Großbritannien hat Islamisten unzulässig inhaftiert, sagt Menschenrechts-Gericht. 3.900 Euro Schadenersatz

FREIBURG taz ■ Die britische Präventivhaft für Terrorverdächtige verstieß gegen die Europäische Menschenrechtskonvention, entschied der Europäische Gerichtshof für Menschenrechte in Straßburg gestern. Großbritannien muss neun von elf Klägern Schadenersatz zahlen, weil ihr Recht auf Freiheit verletzt wurde. Zu den Klägern gehört der Palästinenser Abu Qatada, der als einer der einflussreichsten Hassprediger in Europa gilt.

Qatada und zehn weitere ausländische Islamisten wurden Ende 2001 auf der Grundlage eines britischen Antiterrorgesetzes in unbeschränkte Präventivhaft genommen. Sie galten als „internationale Terroristen“, konnten aber wegen Foltergefahr nicht in ihre Heimatländer ausgewiesen werden. Der britischen Regierung war klar, dass dies ein Verstoß gegen die Menschenrechtskonvention ist. Deshalb setzte sie ihre Verpflichtungen unter Berufung auf einen „öffentlichen Notstand“ teilweise aus. Zwar habe ein Notstand bestanden, die punktuelle Aussetzung sei aber unzulässig gewesen, weil sie nur Ausländer betraf, obwohl britische Terrorverdächtige nicht weniger gefährlich waren. Das britische House of Lords hatte die Aussetzung der Konvention bereits 2005 beanstandet.
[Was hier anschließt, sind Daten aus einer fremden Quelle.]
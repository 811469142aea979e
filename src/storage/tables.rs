//! Table stores
//!
//! Tables are persisted whole, keyed by unit and category. The in-memory
//! store backs tests and one-shot pipelines; the file store keeps one JSON
//! document per table under the `tables/` directory. Concurrent writers to
//! the same key are last-writer-wins.

use std::collections::HashMap;
use std::path::PathBuf;
use std::sync::RwLock;

use crate::error::{BudgetError, BudgetResult};
use crate::models::{BudgetTable, TableKey};

use super::file_io::{read_json_optional, remove_if_exists, write_json_atomic};

/// Read/write access to stored tables
pub trait TableStore {
    fn get(&self, key: &TableKey) -> BudgetResult<Option<BudgetTable>>;

    /// Insert or replace the table under its own key
    fn put(&self, table: &BudgetTable) -> BudgetResult<()>;

    /// Remove a table; returns whether it existed
    fn remove(&self, key: &TableKey) -> BudgetResult<bool>;

    /// All stored keys, sorted
    fn keys(&self) -> BudgetResult<Vec<TableKey>>;

    /// Like [`get`](Self::get) but failing with `TableNotFound`
    fn require(&self, key: &TableKey) -> BudgetResult<BudgetTable> {
        self.get(key)?
            .ok_or_else(|| BudgetError::table_not_found(key.unit.clone(), key.category))
    }
}

fn lock_err(e: impl std::fmt::Display) -> BudgetError {
    BudgetError::Storage(format!("Failed to acquire lock: {}", e))
}

/// Table store held entirely in memory
#[derive(Default)]
pub struct MemoryTableStore {
    tables: RwLock<HashMap<TableKey, BudgetTable>>,
}

impl MemoryTableStore {
    pub fn new() -> Self {
        Self::default()
    }
}

impl TableStore for MemoryTableStore {
    fn get(&self, key: &TableKey) -> BudgetResult<Option<BudgetTable>> {
        let tables = self.tables.read().map_err(lock_err)?;
        Ok(tables.get(key).cloned())
    }

    fn put(&self, table: &BudgetTable) -> BudgetResult<()> {
        let mut tables = self.tables.write().map_err(lock_err)?;
        tables.insert(table.key(), table.clone());
        Ok(())
    }

    fn remove(&self, key: &TableKey) -> BudgetResult<bool> {
        let mut tables = self.tables.write().map_err(lock_err)?;
        Ok(tables.remove(key).is_some())
    }

    fn keys(&self) -> BudgetResult<Vec<TableKey>> {
        let tables = self.tables.read().map_err(lock_err)?;
        let mut keys: Vec<_> = tables.keys().cloned().collect();
        keys.sort();
        Ok(keys)
    }
}

/// Table store with one JSON file per table
pub struct FileTableStore {
    dir: PathBuf,
}

impl FileTableStore {
    pub fn new(dir: PathBuf) -> Self {
        Self { dir }
    }

    fn path_for(&self, key: &TableKey) -> PathBuf {
        self.dir.join(format!("{}.json", key.file_stem()))
    }
}

impl TableStore for FileTableStore {
    fn get(&self, key: &TableKey) -> BudgetResult<Option<BudgetTable>> {
        read_json_optional(self.path_for(key))
    }

    fn put(&self, table: &BudgetTable) -> BudgetResult<()> {
        write_json_atomic(self.path_for(&table.key()), table)
    }

    fn remove(&self, key: &TableKey) -> BudgetResult<bool> {
        remove_if_exists(self.path_for(key))
    }

    fn keys(&self) -> BudgetResult<Vec<TableKey>> {
        if !self.dir.exists() {
            return Ok(Vec::new());
        }

        let entries = std::fs::read_dir(&self.dir).map_err(|e| {
            BudgetError::Storage(format!("Failed to list {}: {}", self.dir.display(), e))
        })?;

        let mut keys = Vec::new();
        for entry in entries {
            let path = entry
                .map_err(|e| BudgetError::Storage(format!("Failed to list tables: {}", e)))?
                .path();
            if path.extension().and_then(|e| e.to_str()) != Some("json") {
                continue;
            }
            // The stem is lossy, so the key comes from the document itself
            if let Some(table) = read_json_optional::<BudgetTable, _>(&path)? {
                keys.push(table.key());
            }
        }
        keys.sort();
        Ok(keys)
    }
}

#[cfg(test)]
mod tests {
    use super::*;
    use crate::models::{BudgetCategory, LineItem, Money};
    use tempfile::TempDir;

    fn table(unit: &str, category: BudgetCategory) -> BudgetTable {
        let mut table = BudgetTable::new(unit, category);
        let mut item = LineItem::blank(category);
        item.total = Money::from_units(640);
        table.push(item).unwrap();
        table
    }

    fn exercise(store: &dyn TableStore) {
        let vpo = table("VPO", BudgetCategory::Missions);
        let vpe = table("VPE", BudgetCategory::Consulting);
        store.put(&vpo).unwrap();
        store.put(&vpe).unwrap();

        assert_eq!(store.get(&vpo.key()).unwrap(), Some(vpo.clone()));
        assert_eq!(store.keys().unwrap(), vec![vpe.key(), vpo.key()]);

        let missing = TableKey::new("VPO", BudgetCategory::Consulting);
        assert!(store.get(&missing).unwrap().is_none());
        assert!(store.require(&missing).unwrap_err().is_not_found());

        assert!(store.remove(&vpo.key()).unwrap());
        assert!(!store.remove(&vpo.key()).unwrap());
        assert_eq!(store.keys().unwrap(), vec![vpe.key()]);
    }

    #[test]
    fn test_memory_store() {
        exercise(&MemoryTableStore::new());
    }

    #[test]
    fn test_file_store() {
        let temp_dir = TempDir::new().unwrap();
        exercise(&FileTableStore::new(temp_dir.path().join("tables")));
    }

    #[test]
    fn test_file_store_keeps_unit_spelling() {
        let temp_dir = TempDir::new().unwrap();
        let store = FileTableStore::new(temp_dir.path().to_path_buf());
        let t = table("VP Operaciones", BudgetCategory::Missions);
        store.put(&t).unwrap();
        assert_eq!(store.keys().unwrap()[0].unit, "VP Operaciones");
    }
}
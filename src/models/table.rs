//! Budget table model
//!
//! An ordered set of line items sharing one category, tied to an
//! organizational unit. The column list records the source header order and
//! which headers were bound to typed fields, so exports reproduce the input
//! shape.

use serde::{Deserialize, Serialize};

use super::category::{BudgetCategory, TableKey};
use super::field::Field;
use super::line_item::LineItem;
use super::money::Money;
use crate::error::{BudgetError, BudgetResult};

/// A source column, bound to a field or carried through untouched
#[derive(Debug, Clone, PartialEq, Eq, Serialize, Deserialize)]
pub struct Column {
    pub header: String,
    #[serde(default, skip_serializing_if = "Option::is_none")]
    pub field: Option<Field>,
}

impl Column {
    pub fn bound(header: impl Into<String>, field: Field) -> Self {
        Self {
            header: header.into(),
            field: Some(field),
        }
    }

    pub fn extra(header: impl Into<String>) -> Self {
        Self {
            header: header.into(),
            field: None,
        }
    }
}

/// A table of line items for one unit and category
#[derive(Debug, Clone, PartialEq, Serialize, Deserialize)]
pub struct BudgetTable {
    /// Source table name (sheet or file)
    pub name: String,
    pub unit: String,
    pub category: BudgetCategory,
    pub columns: Vec<Column>,
    pub rows: Vec<LineItem>,
}

impl BudgetTable {
    /// Create an empty table with the category's default columns
    pub fn new(unit: impl Into<String>, category: BudgetCategory) -> Self {
        let unit = unit.into();
        let columns = Field::fields_for(category)
            .iter()
            .map(|f| Column::bound(f.label(), *f))
            .collect();
        Self {
            name: format!("{}/{}", unit, category),
            unit,
            category,
            columns,
            rows: Vec::new(),
        }
    }

    /// Create an empty table with explicit columns
    pub fn with_columns(
        name: impl Into<String>,
        unit: impl Into<String>,
        category: BudgetCategory,
        columns: Vec<Column>,
    ) -> Self {
        Self {
            name: name.into(),
            unit: unit.into(),
            category,
            columns,
            rows: Vec::new(),
        }
    }

    pub fn key(&self) -> TableKey {
        TableKey::new(self.unit.clone(), self.category)
    }

    /// Append a row; the row must match the table's category
    pub fn push(&mut self, item: LineItem) -> BudgetResult<()> {
        if item.category() != self.category {
            return Err(BudgetError::Validation(format!(
                "cannot add a {} row to {} table '{}'",
                item.category(),
                self.category,
                self.name
            )));
        }
        self.rows.push(item);
        Ok(())
    }

    pub fn len(&self) -> usize {
        self.rows.len()
    }

    pub fn is_empty(&self) -> bool {
        self.rows.is_empty()
    }

    pub fn row(&self, index: usize) -> BudgetResult<&LineItem> {
        let len = self.rows.len();
        self.rows
            .get(index)
            .ok_or(BudgetError::RowOutOfRange { row: index, len })
    }

    pub fn row_mut(&mut self, index: usize) -> BudgetResult<&mut LineItem> {
        let len = self.rows.len();
        self.rows
            .get_mut(index)
            .ok_or(BudgetError::RowOutOfRange { row: index, len })
    }

    /// Header bound to a field, if the table has that column
    pub fn header_for(&self, field: Field) -> Option<&str> {
        self.columns
            .iter()
            .find(|c| c.field == Some(field))
            .map(|c| c.header.as_str())
    }

    /// Whether the source carried a total column
    pub fn has_total_column(&self) -> bool {
        self.header_for(Field::Total).is_some()
    }

    /// Sum of all row totals
    pub fn grand_total(&self) -> Money {
        self.rows.iter().map(|r| r.total).sum()
    }
}
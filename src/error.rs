//! Custom error types for budgetline
//!
//! Table-level failures (missing columns, unreadable sheets) are errors;
//! row-level problems are recovered locally and surfaced as
//! [`Warning`](crate::models::Warning) values instead.

use thiserror::Error;

/// The main error type for budgetline operations
#[derive(Error, Debug)]
pub enum BudgetError {
    /// Configuration-related errors
    #[error("Configuration error: {0}")]
    Config(String),

    /// File I/O errors
    #[error("I/O error: {0}")]
    Io(String),

    /// JSON serialization/deserialization errors
    #[error("JSON error: {0}")]
    Json(String),

    /// Validation errors for user-supplied values
    #[error("Validation error: {0}")]
    Validation(String),

    /// A required column is absent from a source table
    #[error("Table '{table}' is missing required field '{field}'")]
    MissingField { table: String, field: String },

    /// The requested worksheet does not exist in the workbook
    #[error("Sheet '{sheet}' not found in {path}")]
    SheetNotFound { sheet: String, path: String },

    /// No table stored under the given unit/category
    #[error("No {category} table stored for unit '{unit}'")]
    TableNotFound { unit: String, category: String },

    /// Row index outside the table
    #[error("Row {row} out of range (table has {len} rows)")]
    RowOutOfRange { row: usize, len: usize },

    /// Field does not exist on this table's shape, or cannot be edited
    #[error("Field '{field}' cannot be edited on a {category} table")]
    FieldNotEditable { field: String, category: String },

    /// Import errors (spreadsheet or CSV)
    #[error("Import error: {0}")]
    Import(String),

    /// Export errors
    #[error("Export error: {0}")]
    Export(String),

    /// Storage errors
    #[error("Storage error: {0}")]
    Storage(String),
}

impl BudgetError {
    /// Create a "missing field" error for a table
    pub fn missing_field(table: impl Into<String>, field: impl Into<String>) -> Self {
        Self::MissingField {
            table: table.into(),
            field: field.into(),
        }
    }

    /// Create a "table not found" error
    pub fn table_not_found(unit: impl Into<String>, category: impl ToString) -> Self {
        Self::TableNotFound {
            unit: unit.into(),
            category: category.to_string(),
        }
    }

    /// Check if this is a missing-column error
    pub fn is_missing_field(&self) -> bool {
        matches!(self, Self::MissingField { .. })
    }

    /// Check if this is a "not found" error
    pub fn is_not_found(&self) -> bool {
        matches!(
            self,
            Self::TableNotFound { .. } | Self::SheetNotFound { .. }
        )
    }

    /// Check if this is a validation error
    pub fn is_validation(&self) -> bool {
        matches!(self, Self::Validation(_))
    }
}

impl From<std::io::Error> for BudgetError {
    fn from(err: std::io::Error) -> Self {
        Self::Io(err.to_string())
    }
}

impl From<serde_json::Error> for BudgetError {
    fn from(err: serde_json::Error) -> Self {
        Self::Json(err.to_string())
    }
}

impl From<csv::Error> for BudgetError {
    fn from(err: csv::Error) -> Self {
        Self::Import(err.to_string())
    }
}

impl From<calamine::Error> for BudgetError {
    fn from(err: calamine::Error) -> Self {
        Self::Import(err.to_string())
    }
}

/// Result type alias for budgetline operations
pub type BudgetResult<T> = Result<T, BudgetError>;

#[cfg(test)]
mod tests {
    use super::*;

    #[test]
    fn test_error_display() {
        let err = BudgetError::Config("test error".into());
        assert_eq!(err.to_string(), "Configuration error: test error");
    }

    #[test]
    fn test_missing_field_error() {
        let err = BudgetError::missing_field("Original_VPO", "days");
        assert_eq!(
            err.to_string(),
            "Table 'Original_VPO' is missing required field 'days'"
        );
        assert!(err.is_missing_field());
        assert!(!err.is_not_found());
    }

    #[test]
    fn test_table_not_found_error() {
        let err = BudgetError::table_not_found("VPO", "Misiones");
        assert_eq!(err.to_string(), "No Misiones table stored for unit 'VPO'");
        assert!(err.is_not_found());
    }

    #[test]
    fn test_from_io_error() {
        let io_err = std::io::Error::new(std::io::ErrorKind::NotFound, "file not found");
        let budget_err: BudgetError = io_err.into();
        assert!(matches!(budget_err, BudgetError::Io(_)));
    }
}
Den Klägern wurde jetzt nur relativ geringer Schadenersatz von bis zu 3.900 Euro zugesprochen, weil die Maßnahme dem Terrorschutz diente. Seit einer Gesetzesänderung im Jahr 2005 sind die Islamisten nicht mehr in Präventiv-, sondern in Auslieferungshaft. London versucht Garantien zu erhalten, dass die Islamisten in der Heimat nicht gefoltert werden. Gestern entschied das House of Lords, Abu Qatada nach Jordanien auszuweisen.